In another sign of the zealous official response, the story of the woman’s trip was published in state media, with extensive details of all the places she went within a two-week period. The long list includes metro stations, public restrooms, a supermarket, a luxury shopping center and a Dior boutique, a famous Peking duck restaurant, a cinema, a hair salon, a stand-up and even a park of ski.

More than 16,000 people linked to those locations have been tested with all negative results so far, authorities said Monday — and the city has yet to report any more cases. At a press conference, authorities raised the possibility that the woman contracted the virus after handling international mail.

Chinese authorities have repeatedly blamed imported goods for causing local outbreaks. However, the risk of surface transmission of Covid-19 is low compared to airborne transmission, according to the US Centers for Disease Control and Prevention (CDC). The virus dies “quickly” on porous surfaces but can persist longer on hard indoor surfaces, the CDC said last year.

After Beijing’s single case was announced, many schools in affected districts shifted students to online learning this week, and the city closed a number of scenic spots and temples. From January 22, all arrivals to the capital must undergo Covid tests both before and after arrival.

And despite the imminent arrival of thousands of Winter Olympians for the start of the Games on February 4, Beijing has decided to suspend dozens of international flights. Since Wednesday, all flights from the United States to China have either been canceled or may be suspended.

Athletes and staff mainly take special flights reserved for those with Olympic qualifications as part of the “closed loop” bubble, which covers all stadiums, competition venues, accommodation and catering, and has its own transport system.
Wang Guangfa, a respiratory expert at Peking University First Hospital, said the situation was still difficult to assess because authorities do not know where the woman was infected. “It is very possible that new cases will appear if the cause is not clear,” he said, according to a public tabloid. World times.

Although any additional infections may trigger more restrictions in the coming days, there is no need to overreact to a single case, which would not impact the Olympics, Wang added.

The public in Beijing appeared to share their sentiments, with crowds heading out for winter festivities this weekend, in stark contrast to localized lockdowns in some districts. On Sunday, many families flocked to a popular lake to skate on its frozen waters.

In addition to Beijing, a growing list of cities across China are also struggling to settle Covid epidemics and the Omicron threat. The variant was first detected in the community of Tianjin on January 8 and has since been found in seven other cities, including Beijing.

Many cities are now imposing restrictions such as closing public spaces and banning dine-in services at restaurants, as well as suspending air travel to the capital.

Chinese social media posts and videos show several targeted instant lockdowns in Shanghai over the past week, trapping anyone unlucky enough to be nearby. At one mall, shoppers were stuck for two days, with officials testing everyone inside and ordering a deep clean before reopening.

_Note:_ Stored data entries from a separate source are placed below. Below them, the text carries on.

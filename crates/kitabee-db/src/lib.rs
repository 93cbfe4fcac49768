pub mod badges;
pub mod clubs;
pub mod friends;
pub mod library;
pub mod maintenance;
pub mod migrations;
pub mod models;
pub mod notifications;
pub mod users;

use anyhow::{Result, anyhow};
use rusqlite::{Connection, Transaction};
use std::path::Path;
use std::sync::{Mutex, MutexGuard};
use tracing::info;

/// SQLite-backed datastore. Every manager operation is a method on this type.
pub struct Database {
    conn: Mutex<Connection>,
}

impl Database {
    pub fn open(path: &Path) -> Result<Self> {
        let conn = Connection::open(path)?;

        // WAL mode for concurrent reads
        conn.pragma_update(None, "journal_mode", "WAL")?;

        let db = Self::init(conn)?;
        info!("Database opened at {}", path.display());
        Ok(db)
    }

    /// Private in-memory database, used by tests.
    pub fn open_in_memory() -> Result<Self> {
        Self::init(Connection::open_in_memory()?)
    }

    fn init(conn: Connection) -> Result<Self> {
        conn.pragma_update(None, "foreign_keys", "ON")?;
        migrations::run(&conn)?;
        badges::seed_catalog(&conn)?;

        Ok(Self {
            conn: Mutex::new(conn),
        })
    }

    fn lock(&self) -> Result<MutexGuard<'_, Connection>> {
        self.conn
            .lock()
            .map_err(|e| anyhow!("DB lock poisoned: {}", e))
    }

    pub fn with_conn<F, T>(&self, f: F) -> Result<T>
    where
        F: FnOnce(&Connection) -> Result<T>,
    {
        let conn = self.lock()?;
        f(&conn)
    }

    /// Runs `f` inside a transaction: committed when `f` returns `Ok`,
    /// rolled back when it returns `Err`.
    pub fn with_tx<F, T>(&self, f: F) -> Result<T>
    where
        F: FnOnce(&Transaction<'_>) -> Result<T>,
    {
        let mut conn = self.lock()?;
        let tx = conn.transaction()?;
        let out = f(&tx)?;
        tx.commit()?;
        Ok(out)
    }
}

/// Reads a TEXT column holding one of the `kitabee_types` enums.
pub(crate) fn enum_column<T>(row: &rusqlite::Row<'_>, idx: usize) -> rusqlite::Result<T>
where
    T: std::str::FromStr<Err = kitabee_types::models::UnknownVariant>,
{
    let raw: String = row.get(idx)?;
    raw.parse().map_err(|e| {
        rusqlite::Error::FromSqlConversionFailure(idx, rusqlite::types::Type::Text, Box::new(e))
    })
}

Video posted to social media showed a woman outside the mall, crying and reaching out to a small toddler who was watching behind her glass doors.

The measures may seem extreme, but they remain widely popular with much of the Chinese public, the vast majority of whom can enjoy life as normal.

And with the stakes so high, the authorities are taking no chances, knowing that all eyes are on Beijing as the Games approach.

CNN’s Nectar Gan contributed to this report.